Manchego cheese can be made from pasteurised or raw milk; if the latter, it may be labelled artesano (artisan). The only permitted additives are natural rennet or another approved coagulating enzyme and salt.

==Manufacture and labelling==

The moulds in which the cheese is pressed are barrel-shaped. Traditionally, manchego cheese was made by pressing the curd in plaited esparto grass baskets, which left a distinctive zig-zag pattern (known as pleita) on the rind. Today, the same effect is achieved by the mould, the inside of which has a design in relief that imparts to the finished cheese an embossed pattern similar to that of woven esparto grass. The top and bottom surfaces of the cheese are impressed with a design of a head of wheat.

During the maturation process, manchego cheese develops a natural rind. The regulations permit this to be washed, coated in paraffin, dipped in olive oil, or treated with certain approved transparent substances, but require that it must not be removed if the cheese is to be marketed as PDO.

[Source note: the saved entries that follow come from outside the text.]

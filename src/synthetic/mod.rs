//! Class balancing by synthetic oversampling
//!
//! SMOTE (Synthetic Minority Over-sampling Technique) generates new
//! minority rows by interpolating between a minority sample and one of its
//! nearest same-class neighbors until every class matches the majority.

mod smote;

pub use smote::SMOTE;

use crate::error::Result;
use ndarray::{Array1, Array2};
use std::collections::BTreeMap;

/// Result of resampling
#[derive(Debug, Clone)]
pub struct ResampleResult {
    /// Original rows followed by the synthetic rows
    pub x: Array2<f64>,
    /// Labels aligned with `x`
    pub y: Array1<i64>,
    /// Number of synthetic rows generated per class
    pub n_synthetic: BTreeMap<i64, usize>,
}

impl ResampleResult {
    /// Class counts of the resampled labels
    pub fn class_counts(&self) -> BTreeMap<i64, usize> {
        class_counts(&self.y)
    }
}

/// Trait for samplers
pub trait Sampler: Send + Sync {
    /// Fit the sampler on data
    fn fit(&mut self, x: &Array2<f64>, y: &Array1<i64>) -> Result<()>;

    /// Resample data
    fn resample(&self, x: &Array2<f64>, y: &Array1<i64>) -> Result<ResampleResult>;

    /// Fit and resample in one step
    fn fit_resample(&mut self, x: &Array2<f64>, y: &Array1<i64>) -> Result<ResampleResult> {
        self.fit(x, y)?;
        self.resample(x, y)
    }
}

/// Class distribution, in ascending label order
pub fn class_counts(y: &Array1<i64>) -> BTreeMap<i64, usize> {
    let mut counts = BTreeMap::new();
    for &label in y.iter() {
        *counts.entry(label).or_insert(0) += 1;
    }
    counts
}

/// Row indices of each class, in ascending label order
pub fn class_indices(y: &Array1<i64>) -> BTreeMap<i64, Vec<usize>> {
    let mut indices = BTreeMap::new();
    for (i, &label) in y.iter().enumerate() {
        indices.entry(label).or_insert_with(Vec::new).push(i);
    }
    indices
}
//! Credit-card fraud detection - entry point

use clap::Parser;
use creditcard_fraud::cli::{cmd_predict, cmd_train, Cli, Commands};

fn main() -> anyhow::Result<()> {
    // Initialize logging
    tracing_subscriber::fmt()
        .with_env_filter(
            tracing_subscriber::EnvFilter::try_from_default_env()
                .unwrap_or_else(|_| "creditcard_fraud=info".into()),
        )
        .with_writer(std::io::stderr)
        .init();

    let cli = Cli::parse();

    match cli.command {
        Some(Commands::Predict { model, data, format }) => {
            cmd_predict(&model, &data, format)?;
        }
        None => {
            cmd_train(&cli.train)?;
        }
    }

    Ok(())
}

Cheeses that meet the PDO requirements carry a casein tab that is applied when the cheese is in the mould and bear a distinctive label that is issued by the Manchego Cheese Denomination of Origin Regulating Council; this carries the legend queso manchego, a serial number, and artwork depicting Don Quixote de La Mancha.

A cheese that is similar to manchego and made in the same region, but from a blend of cows’, goats’, and ewes’ milk, is sold as queso ibérico, or ibérico cheese.

Almost 60% of Spanish cheese with Denomination of Origin is Manchego, which makes it the main reference of Spanish cheese. As most of its production is exported, it is one of the most important ambassadors of Spain’s national gastronomy. La Mancha exported 5.9 million kg of this cheese in 2017, according to the Foundation for Manchego Cheese (Fundación C.R.D.O Queso Manchego).

==Varieties==
Queso manchego has a variety of different flavours depending on its age:

- Fresco: fresh cheese is aged for 2 weeks. It has a rich but mild flavour, not a true queso manchego due to its lack of ageing. Produced in small quantities, it is rarely found outside Spain.
- Semicurado: semifirm, semicured cheese aged for 3 weeks to 3–4 months, somewhat milder than curado.
- Curado: semifirm cured cheese aged for 3–6 months with a caramel and nutty flavour.
- Viejo: aged for 1–2 years, firm with a sharper flavour the longer it is aged; it has a rich, deep pepperiness to it. It grates well, but can also be eaten on its own or on tapas.

==Americas==

===North America===
In Mexico and Spanish-speaking areas of the United States, manchego or queso tipo manchego (manchego-type cheese) is the name given to an industrialized cow's milk cheese similar in taste to Monterey Jack. It melts well and is used as both a table cheese and for cooking. Apart from the name, this cheese has nothing in common with the Spanish variety.

===Central America===
In Costa Rica, three companies (Dos Pinos, Los Alpes, and Monteverde) produce a manchego-type cheese (queso tipo manchego), which can come with a drawing of Don Quijote on the labels. One company also makes a manchego-type cheese with basil added. These Costa Rican cheeses can come dipped in paraffin wax, and some have the pleita pattern pressed on the side.